Fonctionnalités clés à rechercher
Les étapes pour implémenter un logiciel de GED avec succès
Le succès d’un projet de GED repose sur trois étapes cruciales après le choix du logiciel : la préparation et la migration des données, la configuration et les tests, et enfin, la formation des utilisateurs.
1. Préparation du projet et migration des données
Cette étape est la fondation de votre projet. Avant de migrer quoi que ce soit, il faut définir une stratégie claire. Commencez par faire le tri dans vos documents actuels.
- Quels sont ceux qui sont essentiels ?
- Lesquels peuvent être archivés ou supprimés ?
Une fois ce tri fait, vous devez structurer vos données en définissant une arborescence de classement logique et un plan d’indexation. Cela facilitera la migration et la recherche future des documents.
La migration des données est une étape technique et sensible. Il ne s’agit pas simplement de copier des fichiers, mais de les importer dans la nouvelle GED avec toutes leurs métadonnées associées. Cela peut se faire par étapes, en commençant par un petit volume de données pour valider le processus avant de migrer l’ensemble des archives. Cette approche progressive minimise les risques d’erreurs et de pertes de données.
2. Configuration, personnalisation et tests
Une fois que le logiciel est en place, c’est le moment de le paramétrer pour qu’il réponde exactement à vos besoins. Cette phase inclut la configuration des utilisateurs et de leurs droits d’accès, en définissant avec précision qui peut voir, modifier ou supprimer quels documents.
C’est aussi à ce moment-là que vous personnalisez les workflows. Par exemple, vous pouvez automatiser un circuit de validation pour les factures ou les contrats, afin qu’ils passent automatiquement d’un service à l’autre. Une fois que tout est paramétré, il est indispensable de faire des tests rigoureux. Assurez-vous que les workflows fonctionnent correctement, que la recherche est efficace et que tous les utilisateurs peuvent accéder aux documents dont ils ont besoin.
3. Formation des utilisateurs et accompagnement au changement
C’est la partie la plus critique pour garantir le succès de votre projet. Un logiciel, même le plus performant, ne servira à rien s’il n’est pas utilisé correctement. La formation des utilisateurs doit être bien plus qu’une simple présentation : elle doit être pratique, basée sur des cas concrets propres à votre métier.

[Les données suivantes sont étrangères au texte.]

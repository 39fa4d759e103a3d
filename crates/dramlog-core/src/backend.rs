use std::collections::HashMap;
use std::io;
use std::path::{Path, PathBuf};
use std::sync::Mutex;
use tracing::debug;

/// Key/value persistence behind the review store. Keys are opaque short
/// strings; values are whatever text the store serialized. Implementations
/// are not expected to provide locking - the store is single-writer.
pub trait StorageBackend {
    fn read(&self, key: &str) -> io::Result<Option<String>>;
    fn write(&self, key: &str, value: &str) -> io::Result<()>;
    fn remove(&self, key: &str) -> io::Result<()>;
}

/// One file per key under a directory. Writes go through a temp file and
/// rename so a crash mid-write never leaves a half-written collection.
pub struct FileBackend {
    dir: PathBuf,
}

impl FileBackend {
    pub fn new(dir: impl Into<PathBuf>) -> io::Result<Self> {
        let dir = dir.into();
        std::fs::create_dir_all(&dir)?;
        Ok(Self { dir })
    }

    pub fn dir(&self) -> &Path {
        &self.dir
    }

    fn key_path(&self, key: &str) -> PathBuf {
        self.dir.join(key)
    }
}

impl StorageBackend for FileBackend {
    fn read(&self, key: &str) -> io::Result<Option<String>> {
        let path = self.key_path(key);
        if !path.exists() {
            debug!("storage miss: {} (file does not exist)", key);
            return Ok(None);
        }
        std::fs::read_to_string(&path).map(Some)
    }

    fn write(&self, key: &str, value: &str) -> io::Result<()> {
        let path = self.key_path(key);
        let temp_path = self.dir.join(format!("{}.tmp", key));
        std::fs::write(&temp_path, value)?;
        std::fs::rename(&temp_path, &path)?;
        debug!("storage write: {} ({} bytes)", key, value.len());
        Ok(())
    }

    fn remove(&self, key: &str) -> io::Result<()> {
        let path = self.key_path(key);
        if path.exists() {
            std::fs::remove_file(&path)?;
        }
        Ok(())
    }
}

/// In-memory backend for tests and embedding.
#[derive(Default)]
pub struct MemoryBackend {
    data: Mutex<HashMap<String, String>>,
}

impl MemoryBackend {
    pub fn new() -> Self {
        Self::default()
    }
}

impl StorageBackend for MemoryBackend {
    fn read(&self, key: &str) -> io::Result<Option<String>> {
        let data = self.data.lock().unwrap_or_else(|e| e.into_inner());
        Ok(data.get(key).cloned())
    }

    fn write(&self, key: &str, value: &str) -> io::Result<()> {
        let mut data = self.data.lock().unwrap_or_else(|e| e.into_inner());
        data.insert(key.to_string(), value.to_string());
        Ok(())
    }

    fn remove(&self, key: &str) -> io::Result<()> {
        let mut data = self.data.lock().unwrap_or_else(|e| e.into_inner());
        data.remove(key);
        Ok(())
    }
}

#[cfg(test)]
mod tests {
    use super::*;
    use tempfile::TempDir;

    #[test]
    fn test_file_backend_round_trip() {
        let dir = TempDir::new().unwrap();
        let backend = FileBackend::new(dir.path()).unwrap();

        assert_eq!(backend.read("wmg-reviews").unwrap(), None);
        backend.write("wmg-reviews", "[]").unwrap();
        assert_eq!(backend.read("wmg-reviews").unwrap(), Some("[]".to_string()));

        backend.remove("wmg-reviews").unwrap();
        assert_eq!(backend.read("wmg-reviews").unwrap(), None);
        // removing a missing key is a no-op
        backend.remove("wmg-reviews").unwrap();
    }

    #[test]
    fn test_file_backend_overwrite() {
        let dir = TempDir::new().unwrap();
        let backend = FileBackend::new(dir.path()).unwrap();
        backend.write("wmg-lang", "ko").unwrap();
        backend.write("wmg-lang", "en").unwrap();
        assert_eq!(backend.read("wmg-lang").unwrap(), Some("en".to_string()));
    }

    #[test]
    fn test_memory_backend_round_trip() {
        let backend = MemoryBackend::new();
        backend.write("k", "v").unwrap();
        assert_eq!(backend.read("k").unwrap(), Some("v".to_string()));
        backend.remove("k").unwrap();
        assert_eq!(backend.read("k").unwrap(), None);
    }
}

En parallèle, il est crucial de mettre en place un plan d’accompagnement au changement. L’arrivée d’une GED modifie les habitudes de travail, ce qui peut créer des réticences. L’objectif est de montrer aux employés les bénéfices concrets de l’outil pour leur quotidien, en répondant à leurs questions et en les impliquant dans le processus. Un projet pilote sur un service avant un déploiement général peut être un excellent moyen de valider l’approche et de désigner des ambassadeurs internes pour promouvoir le nouvel outil.

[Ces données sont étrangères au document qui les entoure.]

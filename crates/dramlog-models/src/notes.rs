use serde::{Deserialize, Serialize};

/// Free-text tasting notes per category.
#[derive(Debug, Clone, Serialize, Deserialize, PartialEq, Eq, Default)]
pub struct Notes {
    #[serde(default)]
    pub nose: String,
    #[serde(default)]
    pub palate: String,
    #[serde(default)]
    pub finish: String,
    #[serde(default, skip_serializing_if = "Option::is_none")]
    pub overall: Option<String>,
}
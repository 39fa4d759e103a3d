use base64::engine::general_purpose::{STANDARD, URL_SAFE};
use base64::Engine;
use dramlog_models::ReviewInput;
use tracing::debug;

/// Encodes review content into an opaque token that can ride in a URL
/// query parameter: JSON, percent-encoded, then URL-safe base64.
pub fn encode_review(input: &ReviewInput) -> Result<String, serde_json::Error> {
    let json = serde_json::to_string(input)?;
    let encoded = urlencoding::encode(&json);
    Ok(URL_SAFE.encode(encoded.as_bytes()))
}

/// Inverse of [`encode_review`]. Returns None on any malformed input -
/// bad base64, missing padding, bad UTF-8 or percent escapes, or a JSON
/// body that isn't a review payload. Never panics.
///
/// Tokens minted by the original web app used the standard base64
/// alphabet, so that is accepted as a fallback.
pub fn decode_review(token: &str) -> Option<ReviewInput> {
    let bytes = URL_SAFE
        .decode(token)
        .or_else(|_| STANDARD.decode(token))
        .ok()?;
    let percent_encoded = String::from_utf8(bytes).ok()?;
    let json = urlencoding::decode(&percent_encoded).ok()?;
    match serde_json::from_str(&json) {
        Ok(input) => Some(input),
        Err(e) => {
            debug!("share token JSON rejected: {}", e);
            None
        }
    }
}

#[cfg(test)]
mod tests {
    use super::*;
    use dramlog_models::{
        BottlingType, FlavorEntry, FlavorSet, Notes, Rebuy, ReviewInput, ScoreCard, Whisky,
    };

    fn payload() -> ReviewInput {
        ReviewInput {
            reviewer: Some("은지".to_string()),
            whisky: Whisky {
                name: "Ardbeg Uigeadail".to_string(),
                distillery: "Ardbeg".to_string(),
                country: Some("SC".to_string()),
                abv: Some("54.2".to_string()),
                color: Some(1.1),
                bottling_type: Some(BottlingType::Official),
                ..Default::default()
            },
            scores: ScoreCard { nose: 23, palate: 22, finish: 23, balance: 22 },
            notes: Notes {
                nose: "석탄 연기, 건포도".to_string(),
                palate: "dark chocolate & brine".to_string(),
                finish: "long, ashy".to_string(),
                overall: Some("a \"desert island\" dram".to_string()),
            },
            flavors: FlavorSet {
                nose: vec![FlavorEntry::new("peat_smoke", 5), FlavorEntry::new("raisin", 3)],
                palate: vec![FlavorEntry::new("dark_chocolate", 4)],
                finish: vec![FlavorEntry::new("ash", 4)],
            },
            would_rebuy: Some(Rebuy::Yes),
        }
    }

    #[test]
    fn test_round_trip() {
        let input = payload();
        let token = encode_review(&input).unwrap();
        assert_eq!(decode_review(&token), Some(input));
    }

    #[test]
    fn test_token_is_url_safe() {
        let token = encode_review(&payload()).unwrap();
        assert!(token.chars().all(|c| c.is_ascii_alphanumeric() || matches!(c, '-' | '_' | '=')));
    }

    #[test]
    fn test_malformed_tokens_decode_to_none() {
        assert_eq!(decode_review(""), None);
        assert_eq!(decode_review("not base64!!"), None);
        // valid base64, but the body is not a review payload
        assert_eq!(decode_review(&URL_SAFE.encode(b"[1,2,3]")), None);
        // truncated token loses padding
        let token = encode_review(&payload()).unwrap();
        assert_eq!(decode_review(&token[..token.len() - 3]), None);
    }

    #[test]
    fn test_accepts_standard_alphabet_tokens() {
        let json = serde_json::to_string(&payload()).unwrap();
        let legacy_token = STANDARD.encode(urlencoding::encode(&json).as_bytes());
        assert_eq!(decode_review(&legacy_token), Some(payload()));
    }

    #[test]
    fn test_legacy_flavor_shape_normalizes_on_decode() {
        let json = r#"{"whisky":{"name":"Yamazaki 12"},"scores":{"nose":20,"palate":20,"finish":20,"balance":20},"notes":{"nose":"","palate":"","finish":""},"flavors":{"nose":["honey"],"palate":[],"finish":[]}}"#;
        let token = URL_SAFE.encode(urlencoding::encode(json).as_bytes());
        let decoded = decode_review(&token).unwrap();
        assert_eq!(decoded.flavors.nose, vec![FlavorEntry::new("honey", 3)]);
    }
}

La GED, un investissement stratégique pour l’avenir
Il est clair que choisir sa solution de GED ne se résume pas à sélectionner un logiciel sur catalogue. La véritable réussite d’un tel projet se trouve dans la méthode. C’est en alignant précisément les besoins de l’entreprise sur la solution technique que l’on passe d’un simple achat à un investissement véritablement transformateur.

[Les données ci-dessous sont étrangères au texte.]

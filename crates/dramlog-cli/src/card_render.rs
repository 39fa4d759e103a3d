use dramlog_models::{
    color_name, country_flag, country_name, tag_name, BottlingType, FlavorEntry, Lang, Rebuy,
    Review,
};

const RULE: &str = "────────────────────────────────────────";

/// Plain-text tasting card, the CLI's stand-in for the original image
/// card. Pure transformation; callers decide where it goes.
pub fn render_card(review: &Review, lang: Lang) -> String {
    let mut lines: Vec<String> = Vec::new();
    let whisky = &review.whisky;

    lines.push(RULE.to_string());
    lines.push(format!("  {}", whisky.name));

    let mut origin = Vec::new();
    if !whisky.distillery.is_empty() {
        origin.push(whisky.distillery.clone());
    }
    if let Some(code) = &whisky.country {
        origin.push(format!("{} {}", country_flag(code), country_name(code, lang)));
    }
    if !origin.is_empty() {
        lines.push(format!("  {}", origin.join(" · ")));
    }

    let mut bottle = Vec::new();
    if let Some(age) = &whisky.age {
        bottle.push(format!("{}y", age));
    }
    if let Some(abv) = &whisky.abv {
        bottle.push(format!("{}%", abv));
    }
    if let Some(cask) = &whisky.cask {
        bottle.push(cask.clone());
    }
    if let Some(value) = whisky.color {
        if let Some(name) = color_name(value, lang) {
            bottle.push(name.to_string());
        }
    }
    if let Some(bottling) = whisky.bottling_type {
        bottle.push(bottling_label(bottling, lang).to_string());
    }
    if let Some(number) = &whisky.bottle_number {
        bottle.push(format!("#{}", number));
    }
    if !bottle.is_empty() {
        lines.push(format!("  {}", bottle.join(" · ")));
    }

    lines.push(RULE.to_string());
    push_section(&mut lines, section_label("nose", lang), review.scores.nose, &review.notes.nose, &review.flavors.nose, lang);
    push_section(&mut lines, section_label("palate", lang), review.scores.palate, &review.notes.palate, &review.flavors.palate, lang);
    push_section(&mut lines, section_label("finish", lang), review.scores.finish, &review.notes.finish, &review.flavors.finish, lang);
    lines.push(format!("  {:<8} {:>2}/25", section_label("balance", lang), review.scores.balance));

    lines.push(RULE.to_string());
    let mut summary = format!("  {} {}/100", section_label("total", lang), review.scores.total());
    if let Some(rebuy) = review.would_rebuy {
        summary.push_str(&format!(" · {} {}", section_label("rebuy", lang), rebuy_label(rebuy, lang)));
    }
    lines.push(summary);

    if let Some(overall) = &review.notes.overall {
        lines.push(format!("  {}", overall));
    }

    let signature = match &review.reviewer {
        Some(reviewer) => format!("  {} · {}", reviewer, review.created_at.format("%Y-%m-%d")),
        None => format!("  {}", review.created_at.format("%Y-%m-%d")),
    };
    lines.push(signature);
    lines.push(RULE.to_string());

    lines.join("\n")
}

fn push_section(
    lines: &mut Vec<String>,
    label: &str,
    score: u8,
    note: &str,
    flavors: &[FlavorEntry],
    lang: Lang,
) {
    lines.push(format!("  {:<8} {:>2}/25", label, score));
    if !flavors.is_empty() {
        let tags: Vec<String> = flavors
            .iter()
            .map(|f| format!("{} {}", tag_name(&f.id, lang), strength_dots(f.strength)))
            .collect();
        lines.push(format!("           {}", tags.join(" / ")));
    }
    if !note.is_empty() {
        lines.push(format!("           {}", note));
    }
}

fn strength_dots(strength: u8) -> String {
    let filled = strength.min(5) as usize;
    format!("{}{}", "●".repeat(filled), "○".repeat(5 - filled))
}

fn section_label(key: &str, lang: Lang) -> &'static str {
    match (key, lang) {
        ("nose", Lang::Ko) => "노즈",
        ("nose", Lang::En) => "Nose",
        ("palate", Lang::Ko) => "팔레트",
        ("palate", Lang::En) => "Palate",
        ("finish", Lang::Ko) => "피니시",
        ("finish", Lang::En) => "Finish",
        ("balance", Lang::Ko) => "밸런스",
        ("balance", Lang::En) => "Balance",
        ("total", Lang::Ko) => "총점",
        ("total", Lang::En) => "Total",
        ("rebuy", Lang::Ko) => "재구매:",
        ("rebuy", Lang::En) => "Would rebuy:",
        _ => "",
    }
}

fn bottling_label(bottling: BottlingType, lang: Lang) -> &'static str {
    match (bottling, lang) {
        (BottlingType::Official, Lang::Ko) => "오피셜",
        (BottlingType::Official, Lang::En) => "Official",
        (BottlingType::Independent, Lang::Ko) => "독립병입",
        (BottlingType::Independent, Lang::En) => "Independent",
        (BottlingType::SingleCask, Lang::Ko) => "싱글캐스크",
        (BottlingType::SingleCask, Lang::En) => "Single Cask",
    }
}

fn rebuy_label(rebuy: Rebuy, lang: Lang) -> &'static str {
    match (rebuy, lang) {
        (Rebuy::Yes, Lang::Ko) => "예",
        (Rebuy::Yes, Lang::En) => "yes",
        (Rebuy::No, Lang::Ko) => "아니오",
        (Rebuy::No, Lang::En) => "no",
        (Rebuy::Maybe, Lang::Ko) => "글쎄요",
        (Rebuy::Maybe, Lang::En) => "maybe",
    }
}

/// Export file name derived from the whisky's display name, like the
/// original's image downloads.
pub fn card_file_name(whisky_name: &str) -> String {
    let mut slug = String::new();
    for c in whisky_name.to_lowercase().chars() {
        if c.is_ascii_alphanumeric() {
            slug.push(c);
        } else if !slug.ends_with('-') && !slug.is_empty() {
            slug.push('-');
        }
    }
    let slug = slug.trim_end_matches('-');
    if slug.is_empty() {
        "tasting-card.txt".to_string()
    } else {
        format!("{}-tasting-card.txt", slug)
    }
}

#[cfg(test)]
mod tests {
    use super::*;
    use chrono::Utc;
    use dramlog_models::{FlavorSet, Notes, ReviewInput, ScoreCard, Whisky};

    fn review() -> Review {
        ReviewInput {
            reviewer: Some("mina".to_string()),
            whisky: Whisky {
                name: "Ardbeg Uigeadail".to_string(),
                distillery: "Ardbeg".to_string(),
                country: Some("SC".to_string()),
                abv: Some("54.2".to_string()),
                color: Some(1.0),
                ..Default::default()
            },
            scores: ScoreCard { nose: 23, palate: 22, finish: 23, balance: 22 },
            notes: Notes { nose: "coal smoke".to_string(), ..Default::default() },
            flavors: FlavorSet {
                nose: vec![FlavorEntry::new("peat_smoke", 5)],
                ..Default::default()
            },
            would_rebuy: Some(Rebuy::Yes),
        }
        .into_review("card-test".to_string(), Utc::now())
    }

    #[test]
    fn test_card_shows_total_and_localized_tags() {
        let card = render_card(&review(), Lang::En);
        assert!(card.contains("Total 90/100"));
        assert!(card.contains("Peat Smoke ●●●●●"));
        assert!(card.contains("Deep Copper"));
        assert!(card.contains("Scotland"));

        let card_ko = render_card(&review(), Lang::Ko);
        assert!(card_ko.contains("피트 연기"));
        assert!(card_ko.contains("총점 90/100"));
    }

    #[test]
    fn test_strength_dots() {
        assert_eq!(strength_dots(1), "●○○○○");
        assert_eq!(strength_dots(5), "●●●●●");
        assert_eq!(strength_dots(9), "●●●●●");
    }

    #[test]
    fn test_card_file_name() {
        assert_eq!(card_file_name("Ardbeg Uigeadail"), "ardbeg-uigeadail-tasting-card.txt");
        assert_eq!(card_file_name("Ledaig 10 (2019)"), "ledaig-10-2019-tasting-card.txt");
        assert_eq!(card_file_name("???"), "tasting-card.txt");
    }
}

Pour y parvenir, il faut d’abord comprendre sa propre organisation en identifiant ses processus métiers et ses volumes de documents. C’est cette compréhension qui permet ensuite de définir des objectifs concrets et mesurables, servant de boussole tout au long du projet. Le choix final se fait alors sur un socle solide, en comparant les fonctionnalités, le modèle de déploiement et le coût total de possession.
Enfin, une fois le choix fait, c’est l’implémentation et l’accompagnement humain qui scelleront le succès. Car au-delà des technologies, une GED performante est celle qui est adoptée par les équipes, fluidifie leurs tâches et leur permet de se concentrer sur ce qui compte vraiment. C’est là que réside la vraie valeur d’une bonne solution.